[Collected data]
use std::future::Future;

use anyhow::Result;
use hf_hub::api::tokio::Api;

use crate::{DeviceMap, ModelLike, ResolvedModel};

pub trait Loader {
    type Model: ModelLike;

    fn load(
        model: ResolvedModel,
        api: Api,
        device_map: DeviceMap,
    ) -> impl Future<Output = Result<Self::Model>>
    where
        Self: Sized;
}
use std::path::{Path, PathBuf};
use std::sync::Mutex;

use anyhow::Context;
use image::DynamicImage;
use serde::{Deserialize, Serialize};

use crate::{image_to_png_bytes, ModelLike};

/// A prompt plus optional inference parameters, as received from a client.
#[derive(Deserialize, Serialize, Debug, Clone, Default, PartialEq)]
pub struct GenerationRequest {
    pub prompt: String,
    pub steps: Option<usize>,
    #[serde(alias = "guidance")]
    pub guidance_scale: Option<f64>,
    pub height: Option<usize>,
    pub width: Option<usize>,
    pub seed: Option<u64>,
    pub negative_prompt: Option<String>,
}

#[derive(Debug, Clone, Copy, PartialEq)]
pub struct GenerationDefaults {
    pub steps: usize,
    pub guidance_scale: f64,
    pub height: usize,
    pub width: usize,
}

impl Default for GenerationDefaults {
    fn default() -> Self {
        Self {
            steps: 50,
            guidance_scale: 7.5,
            height: 512,
            width: 512,
        }
    }
}

/// Fully specified parameters handed to a model.
#[derive(Debug, Clone, PartialEq)]
pub struct GenerationParams {
    pub prompt: String,
    pub negative_prompt: Option<String>,
    pub steps: usize,
    pub guidance_scale: f64,
    pub height: usize,
    pub width: usize,
    pub seed: Option<u64>,
}

#[derive(Debug, thiserror::Error)]
pub enum GenerateError {
    #[error("invalid request: {0}")]
    Invalid(String),
    #[error(transparent)]
    Failed(#[from] anyhow::Error),
}

impl GenerationRequest {
    pub fn new(prompt: impl Into<String>) -> Self {
        Self {
            prompt: prompt.into(),
            ..Default::default()
        }
    }

    /// Fills unset fields from `defaults` and checks the result.
    pub fn resolve(self, defaults: &GenerationDefaults) -> Result<GenerationParams, GenerateError> {
        let params = GenerationParams {
            prompt: self.prompt,
            negative_prompt: self.negative_prompt.filter(|p| !p.is_empty()),
            steps: self.steps.unwrap_or(defaults.steps),
            guidance_scale: self.guidance_scale.unwrap_or(defaults.guidance_scale),
            height: self.height.unwrap_or(defaults.height),
            width: self.width.unwrap_or(defaults.width),
            seed: self.seed,
        };
        params.validate()?;
        Ok(params)
    }
}

impl GenerationParams {
    pub fn validate(&self) -> Result<(), GenerateError> {
        if self.steps == 0 {
            return Err(GenerateError::Invalid("steps must be positive".into()));
        }
        if !(self.guidance_scale.is_finite() && self.guidance_scale > 0.0) {
            return Err(GenerateError::Invalid(
                "guidance_scale must be a positive number".into(),
            ));
        }
        for (name, value) in [("height", self.height), ("width", self.width)] {
            if value == 0 || value % 8 != 0 {
                return Err(GenerateError::Invalid(format!(
                    "{name} must be a positive multiple of 8, got {value}"
                )));
            }
        }
        Ok(())
    }
}

pub struct GeneratedImage {
    pub image: DynamicImage,
    pub filename: String,
    pub path: PathBuf,
}

impl GeneratedImage {
    pub fn png_bytes(&self) -> anyhow::Result<Vec<u8>> {
        image_to_png_bytes(&self.image)
    }
}

/// Runs one loaded model and persists its output.
///
/// The model sits behind a mutex: concurrent callers are serialized so
/// only one denoising run touches it at a time.
pub struct Generator {
    model: Mutex<Box<dyn ModelLike>>,
    output_dir: PathBuf,
}

impl Generator {
    pub fn new(model: Box<dyn ModelLike>, output_dir: impl Into<PathBuf>) -> Self {
        Self {
            model: Mutex::new(model),
            output_dir: output_dir.into(),
        }
    }

    pub fn output_dir(&self) -> &Path {
        &self.output_dir
    }

    pub fn generate(&self, params: &GenerationParams) -> Result<GeneratedImage, GenerateError> {
        params.validate()?;
        let mut model = self.model.lock().unwrap_or_else(|poisoned| {
            tracing::warn!("A previous generation panicked, reusing the model");
            self.model.clear_poison();
            poisoned.into_inner()
        });

        tracing::info!("Generating image for prompt: '{}'", params.prompt);
        tracing::info!(
            "Steps: {}, Guidance: {}, Size: {}x{}, Seed: {:?}",
            params.steps,
            params.guidance_scale,
            params.width,
            params.height,
            params.seed
        );
        let image = model.run(params)?;

        // Saved while the lock is held so two requests cannot claim the same name.
        let (filename, path) = self.next_output_path()?;
        image
            .save(&path)
            .with_context(|| format!("failed to save image to {}", path.display()))?;
        tracing::info!("Image saved to {}", path.display());

        Ok(GeneratedImage {
            image,
            filename,
            path,
        })
    }

    /// Like [`Generator::generate`], also returning the saved image as PNG bytes.
    pub fn generate_png(
        &self,
        params: &GenerationParams,
    ) -> Result<(GeneratedImage, Vec<u8>), GenerateError> {
        let image = self.generate(params)?;
        let png = image.png_bytes()?;
        Ok((image, png))
    }

    fn next_output_path(&self) -> anyhow::Result<(String, PathBuf)> {
        std::fs::create_dir_all(&self.output_dir).with_context(|| {
            format!("failed to create output dir {}", self.output_dir.display())
        })?;
        let mut timestamp = chrono::Utc::now().timestamp();
        loop {
            let filename = output_filename(timestamp);
            let path = self.output_dir.join(&filename);
            if !path.exists() {
                return Ok((filename, path));
            }
            timestamp += 1;
        }
    }
}

pub fn output_filename(timestamp: i64) -> String {
    format!("generated_{timestamp}.png")
}

#[cfg(test)]
pub(crate) mod tests {
    use super::*;
    use std::sync::Arc;

    /// Paints a solid color derived from the seed and remembers every call.
    pub(crate) struct SolidColor {
        pub calls: Arc<Mutex<Vec<GenerationParams>>>,
    }

    impl ModelLike for SolidColor {
        fn run(&mut self, params: &GenerationParams) -> anyhow::Result<DynamicImage> {
            self.calls.lock().unwrap().push(params.clone());
            let shade = params.seed.unwrap_or(0) as u8;
            Ok(DynamicImage::ImageRgb8(image::RgbImage::from_pixel(
                params.width as u32,
                params.height as u32,
                image::Rgb([shade, 255 - shade, 64]),
            )))
        }
    }

    struct Broken;

    impl ModelLike for Broken {
        fn run(&mut self, _: &GenerationParams) -> anyhow::Result<DynamicImage> {
            anyhow::bail!("CUDA out of memory")
        }
    }

    /// Panics on its first call, then behaves like [`SolidColor`].
    struct PanicsOnce {
        panicked: bool,
        inner: SolidColor,
    }

    impl ModelLike for PanicsOnce {
        fn run(&mut self, params: &GenerationParams) -> anyhow::Result<DynamicImage> {
            if !self.panicked {
                self.panicked = true;
                panic!("kernel launch failed");
            }
            self.inner.run(params)
        }
    }

    fn solid_generator(dir: &Path) -> (Generator, Arc<Mutex<Vec<GenerationParams>>>) {
        let calls = Arc::new(Mutex::new(Vec::new()));
        let model = SolidColor {
            calls: calls.clone(),
        };
        (Generator::new(Box::new(model), dir), calls)
    }

    #[test]
    fn fills_defaults() {
        let defaults = GenerationDefaults {
            steps: 30,
            ..Default::default()
        };
        let params = GenerationRequest::new("Black boxer briefs")
            .resolve(&defaults)
            .unwrap();
        assert_eq!(params.steps, 30);
        assert_eq!(params.guidance_scale, 7.5);
        assert_eq!((params.width, params.height), (512, 512));
        assert_eq!(params.seed, None);
    }

    #[test]
    fn accepts_guidance_alias() {
        let req: GenerationRequest =
            serde_json::from_str(r#"{"prompt": "red dress", "guidance": 3.0}"#).unwrap();
        assert_eq!(req.guidance_scale, Some(3.0));
    }

    #[test]
    fn rejects_bad_dimensions_and_steps() {
        let defaults = GenerationDefaults::default();
        let mut req = GenerationRequest::new("x");
        req.height = Some(500);
        assert!(matches!(req.resolve(&defaults), Err(GenerateError::Invalid(_))));

        let mut req = GenerationRequest::new("x");
        req.steps = Some(0);
        assert!(matches!(req.resolve(&defaults), Err(GenerateError::Invalid(_))));

        let mut req = GenerationRequest::new("x");
        req.guidance_scale = Some(-1.0);
        assert!(matches!(req.resolve(&defaults), Err(GenerateError::Invalid(_))));
    }

    #[test]
    fn saves_timestamped_png() {
        let dir = tempfile::tempdir().unwrap();
        let (generator, _) = solid_generator(dir.path());
        let params = GenerationRequest::new("denim jacket")
            .resolve(&GenerationDefaults::default())
            .unwrap();
        let out = generator.generate(&params).unwrap();
        assert!(out.filename.starts_with("generated_") && out.filename.ends_with(".png"));
        assert!(dir.path().join(&out.filename).is_file());
        let reloaded = image::open(&out.path).unwrap();
        assert_eq!((reloaded.width(), reloaded.height()), (512, 512));
    }

    #[test]
    fn never_reuses_a_filename() {
        let dir = tempfile::tempdir().unwrap();
        let (generator, calls) = solid_generator(dir.path());
        let mut params = GenerationRequest::new("red dress")
            .resolve(&GenerationDefaults::default())
            .unwrap();
        params.width = 16;
        params.height = 16;
        let a = generator.generate(&params).unwrap();
        let b = generator.generate(&params).unwrap();
        assert_ne!(a.filename, b.filename);
        assert_eq!(calls.lock().unwrap().len(), 2);
    }

    #[test]
    fn seeded_runs_are_identical() {
        let dir = tempfile::tempdir().unwrap();
        let (generator, _) = solid_generator(dir.path());
        let mut params = GenerationRequest::new("red dress")
            .resolve(&GenerationDefaults::default())
            .unwrap();
        params.seed = Some(42);
        let (first, a) = generator.generate_png(&params).unwrap();
        let (second, b) = generator.generate_png(&params).unwrap();
        assert_eq!(a, b);
        assert_eq!(std::fs::read(&first.path).unwrap(), std::fs::read(&second.path).unwrap());
    }

    #[test]
    fn model_errors_surface_as_failed() {
        let dir = tempfile::tempdir().unwrap();
        let generator = Generator::new(Box::new(Broken), dir.path());
        let params = GenerationRequest::new("x")
            .resolve(&GenerationDefaults::default())
            .unwrap();
        let err = generator.generate(&params).err().unwrap();
        assert!(matches!(err, GenerateError::Failed(_)));
        assert_eq!(err.to_string(), "CUDA out of memory");
        assert_eq!(std::fs::read_dir(dir.path()).unwrap().count(), 0);
    }

    #[test]
    fn recovers_after_a_panicking_generation() {
        let dir = tempfile::tempdir().unwrap();
        let calls = Arc::new(Mutex::new(Vec::new()));
        let model = PanicsOnce {
            panicked: false,
            inner: SolidColor {
                calls: calls.clone(),
            },
        };
        let generator = Generator::new(Box::new(model), dir.path());
        let mut params = GenerationRequest::new("wool scarf")
            .resolve(&GenerationDefaults::default())
            .unwrap();
        params.width = 16;
        params.height = 16;

        let first = std::panic::catch_unwind(std::panic::AssertUnwindSafe(|| {
            generator.generate(&params)
        }));
        assert!(first.is_err());
        assert!(generator.model.is_poisoned());

        let out = generator.generate(&params).unwrap();
        assert!(out.path.is_file());
        assert_eq!(calls.lock().unwrap().len(), 1);
        assert!(!generator.model.is_poisoned());
    }
}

TASK PROMPT | Say how many of the lines above include the string "Future", and give no other words.

RESPONSE BELOW | 2